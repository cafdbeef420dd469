//! Expression trees over numeric, string, callback and nested operands.
//! Evaluation produces a double; `dump` renders a readable form into a
//! [`FlatBuffer`].

use crate::fbuf::FlatBuffer;
use std::fmt::Write as _;

#[derive(Debug, Clone, Copy, PartialEq, Eq)]
pub enum ExprOp {
    Add,
    Sub,
    Mul,
    Div,
    Mod,
    Min,
    Max,
    Avg,
    Eq,
    Ne,
    Gt,
    Lt,
    Ge,
    Le,
    And,
    Or,
    Not,
}

impl ExprOp {
    fn symbol(self) -> &'static str {
        match self {
            ExprOp::Add => "+",
            ExprOp::Sub => "-",
            ExprOp::Mul => "*",
            ExprOp::Div => "/",
            ExprOp::Mod => "%",
            ExprOp::Min => "min",
            ExprOp::Max => "max",
            ExprOp::Avg => "avg",
            ExprOp::Eq => "==",
            ExprOp::Ne => "!=",
            ExprOp::Gt => ">",
            ExprOp::Lt => "<",
            ExprOp::Ge => ">=",
            ExprOp::Le => "<=",
            ExprOp::And => "and",
            ExprOp::Or => "or",
            ExprOp::Not => "not",
        }
    }
}

/// Callback operand: evaluated lazily at each evaluation pass.
pub type OperandFn = fn() -> f64;

pub enum Operand {
    Integer(i64),
    Float(f64),
    /// Parsed as a number at evaluation time; non-numeric strings count
    /// as 0.
    Str(String),
    Callback { label: String, cb: OperandFn },
    Sub(Expression),
}

impl Operand {
    fn evaluate(&self) -> f64 {
        match self {
            Operand::Integer(n) => *n as f64,
            Operand::Float(f) => *f,
            Operand::Str(s) => s.trim().parse().unwrap_or(0.0),
            Operand::Callback { cb, .. } => cb(),
            Operand::Sub(expr) => expr.evaluate(),
        }
    }

    fn dump_into(&self, out: &mut String) {
        match self {
            Operand::Integer(n) => {
                let _ = write!(out, "{n}");
            }
            Operand::Float(f) => {
                let _ = write!(out, "{f}");
            }
            Operand::Str(s) => {
                let _ = write!(out, "\"{s}\"");
            }
            Operand::Callback { label, .. } => {
                let _ = write!(out, "{label}()");
            }
            Operand::Sub(expr) => {
                out.push_str(&expr.render());
            }
        }
    }
}

pub struct Expression {
    op: ExprOp,
    operands: Vec<Operand>,
}

fn truthy(v: f64) -> bool {
    v != 0.0
}

fn bool_val(b: bool) -> f64 {
    if b {
        1.0
    } else {
        0.0
    }
}

impl Expression {
    pub fn new(op: ExprOp) -> Self {
        Self {
            op,
            operands: Vec::new(),
        }
    }

    pub fn with_operands(op: ExprOp, operands: Vec<Operand>) -> Self {
        Self { op, operands }
    }

    pub fn add_operand(&mut self, operand: Operand) -> &mut Self {
        self.operands.push(operand);
        self
    }

    pub fn operand_count(&self) -> usize {
        self.operands.len()
    }

    /// Fold the operand values through the operator. Empty expressions
    /// evaluate to 0; comparisons chain pairwise (`a < b < c`).
    pub fn evaluate(&self) -> f64 {
        let values: Vec<f64> = self.operands.iter().map(Operand::evaluate).collect();
        let Some((&first, rest)) = values.split_first() else {
            return 0.0;
        };

        match self.op {
            ExprOp::Add => values.iter().sum(),
            ExprOp::Sub => rest.iter().fold(first, |acc, v| acc - v),
            ExprOp::Mul => values.iter().product(),
            ExprOp::Div => rest.iter().fold(first, |acc, v| acc / v),
            ExprOp::Mod => rest.iter().fold(first, |acc, v| acc % v),
            ExprOp::Min => values.iter().copied().fold(f64::INFINITY, f64::min),
            ExprOp::Max => values.iter().copied().fold(f64::NEG_INFINITY, f64::max),
            ExprOp::Avg => values.iter().sum::<f64>() / values.len() as f64,
            ExprOp::Eq => bool_val(values.windows(2).all(|w| w[0] == w[1])),
            ExprOp::Ne => bool_val(values.windows(2).all(|w| w[0] != w[1])),
            ExprOp::Gt => bool_val(values.windows(2).all(|w| w[0] > w[1])),
            ExprOp::Lt => bool_val(values.windows(2).all(|w| w[0] < w[1])),
            ExprOp::Ge => bool_val(values.windows(2).all(|w| w[0] >= w[1])),
            ExprOp::Le => bool_val(values.windows(2).all(|w| w[0] <= w[1])),
            ExprOp::And => bool_val(values.iter().all(|&v| truthy(v))),
            ExprOp::Or => bool_val(values.iter().any(|&v| truthy(v))),
            ExprOp::Not => bool_val(!truthy(first)),
        }
    }

    fn render(&self) -> String {
        let mut out = String::new();
        out.push('(');
        if self.op == ExprOp::Not {
            out.push_str(self.op.symbol());
            out.push(' ');
        }
        for (i, operand) in self.operands.iter().enumerate() {
            if i > 0 {
                let _ = write!(out, " {} ", self.op.symbol());
            }
            operand.dump_into(&mut out);
        }
        out.push(')');
        out
    }

    /// Render a readable form of the tree into `out`.
    pub fn dump(&self, out: &mut FlatBuffer) -> Result<usize, crate::fbuf::FbufError> {
        out.add(self.render().as_bytes())
    }
}
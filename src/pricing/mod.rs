//! Pricing engine for wedding car quotes.
//!
//! Pure quote computation over an explicitly passed price table, plus the
//! serde DTOs for the form/renderer boundary.

pub mod calculators;
pub mod models;
pub mod requests;
pub mod responses;

// Re-export commonly used items
pub use calculators::{compute_quote, round_money, LineItem, PricingError, Quote, QuoteLine};
pub use models::{CarModel, PriceTable, Selection, WeddingService, WeddingType};
pub use requests::QuoteRequest;
pub use responses::{MoneyResponse, QuoteLineResponse, QuoteResponse, SelectionSummary};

..........

— EXERCISE DIRECTIONS —
Each line above should be output exactly as written.

— RESPONSE TO THIS TASK —
repository cafdbeef420dd469
//! Expression trees over numeric, string, callback and nested operands.
//! Evaluation produces a double; `dump` renders a readable form into a
//! [`FlatBuffer`].

use crate::fbuf::FlatBuffer;
use std::fmt::Write as _;

#[derive(Debug, Clone, Copy, PartialEq, Eq)]
pub enum ExprOp {
    Add,
    Sub,
    Mul,
    Div,
    Mod,
    Min,
    Max,
    Avg,
    Eq,
    Ne,
    Gt,
    Lt,
    Ge,
    Le,
    And,
    Or,
    Not,
}

impl ExprOp {
    fn symbol(self) -> &'static str {
        match self {
            ExprOp::Add => "+",
            ExprOp::Sub => "-",
            ExprOp::Mul => "*",
            ExprOp::Div => "/",
            ExprOp::Mod => "%",
            ExprOp::Min => "min",
            ExprOp::Max => "max",
            ExprOp::Avg => "avg",
            ExprOp::Eq => "==",
            ExprOp::Ne => "!=",
            ExprOp::Gt => ">",
            ExprOp::Lt => "<",
            ExprOp::Ge => ">=",
            ExprOp::Le => "<=",
            ExprOp::And => "and",
            ExprOp::Or => "or",
            ExprOp::Not => "not",
        }
    }
}

/// Callback operand: evaluated lazily at each evaluation pass.
pub type OperandFn = fn() -> f64;

pub enum Operand {
    Integer(i64),
    Float(f64),
    /// Parsed as a number at evaluation time; non-numeric strings count
    /// as 0.
    Str(String),
    Callback { label: String, cb: OperandFn },
    Sub(Expression),
}

impl Operand {
    fn evaluate(&self) -> f64 {
        match self {
            Operand::Integer(n) => *n as f64,
            Operand::Float(f) => *f,
            Operand::Str(s) => s.trim().parse().unwrap_or(0.0),
            Operand::Callback { cb, .. } => cb(),
            Operand::Sub(expr) => expr.evaluate(),
        }
    }

    fn dump_into(&self, out: &mut String) {
        match self {
            Operand::Integer(n) => {
                let _ = write!(out, "{n}");
            }
            Operand::Float(f) => {
                let _ = write!(out, "{f}");
            }
            Operand::Str(s) => {
                let _ = write!(out, "\"{s}\"");
            }
            Operand::Callback { label, .. } => {
                let _ = write!(out, "{label}()");
            }
            Operand::Sub(expr) => {
                out.push_str(&expr.render());
            }
        }
    }
}

pub struct Expression {
    op: ExprOp,
    operands: Vec<Operand>,
}

fn truthy(v: f64) -> bool {
    v != 0.0
}

fn bool_val(b: bool) -> f64 {
    if b {
        1.0
    } else {
        0.0
    }
}

impl Expression {
    pub fn new(op: ExprOp) -> Self {
        Self {
            op,
            operands: Vec::new(),
        }
    }

    pub fn with_operands(op: ExprOp, operands: Vec<Operand>) -> Self {
        Self { op, operands }
    }

    pub fn add_operand(&mut self, operand: Operand) -> &mut Self {
        self.operands.push(operand);
        self
    }

    pub fn operand_count(&self) -> usize {
        self.operands.len()
    }

    /// Fold the operand values through the operator. Empty expressions
    /// evaluate to 0; comparisons chain pairwise (`a < b < c`).
    pub fn evaluate(&self) -> f64 {
        let values: Vec<f64> = self.operands.iter().map(Operand::evaluate).collect();
        let Some((&first, rest)) = values.split_first() else {
            return 0.0;
        };

        match self.op {
            ExprOp::Add => values.iter().sum(),
            ExprOp::Sub => rest.iter().fold(first, |acc, v| acc - v),
            ExprOp::Mul => values.iter().product(),
            ExprOp::Div => rest.iter().fold(first, |acc, v| acc / v),
            ExprOp::Mod => rest.iter().fold(first, |acc, v| acc % v),
            ExprOp::Min => values.iter().copied().fold(f64::INFINITY, f64::min),
            ExprOp::Max => values.iter().copied().fold(f64::NEG_INFINITY, f64::max),
            ExprOp::Avg => values.iter().sum::<f64>() / values.len() as f64,
            ExprOp::Eq => bool_val(values.windows(2).all(|w| w[0] == w[1])),
            ExprOp::Ne => bool_val(values.windows(2).all(|w| w[0] != w[1])),
            ExprOp::Gt => bool_val(values.windows(2).all(|w| w[0] > w[1])),
            ExprOp::Lt => bool_val(values.windows(2).all(|w| w[0] < w[1])),
            ExprOp::Ge => bool_val(values.windows(2).all(|w| w[0] >= w[1])),
            ExprOp::Le => bool_val(values.windows(2).all(|w| w[0] <= w[1])),
            ExprOp::And => bool_val(values.iter().all(|&v| truthy(v))),
            ExprOp::Or => bool_val(values.iter().any(|&v| truthy(v))),
            ExprOp::Not => bool_val(!truthy(first)),
        }
    }

    fn render(&self) -> String {
        let mut out = String::new();
        out.push('(');
        if self.op == ExprOp::Not {
            out.push_str(self.op.symbol());
            out.push(' ');
        }
        for (i, operand) in self.operands.iter().enumerate() {
            if i > 0 {
                let _ = write!(out, " {} ", self.op.symbol());
            }
            operand.dump_into(&mut out);
        }
        out.push(')');
        out
    }

    /// Render a readable form of the tree into `out`.
    pub fn dump(&self, out: &mut FlatBuffer) -> Result<usize, crate::fbuf::FbufError> {
        out.add(self.render().as_bytes())
    }
}
filename src/pricing/mod.rs
//! Pricing engine for wedding car quotes.
//!
//! Pure quote computation over an explicitly passed price table, plus the
//! serde DTOs for the form/renderer boundary.

pub mod calculators;
pub mod models;
pub mod requests;
pub mod responses;

// Re-export commonly used items
pub use calculators::{compute_quote, round_money, LineItem, PricingError, Quote, QuoteLine};
pub use models::{CarModel, PriceTable, Selection, WeddingService, WeddingType};
pub use requests::QuoteRequest;
pub use responses::{MoneyResponse, QuoteLineResponse, QuoteResponse, SelectionSummary};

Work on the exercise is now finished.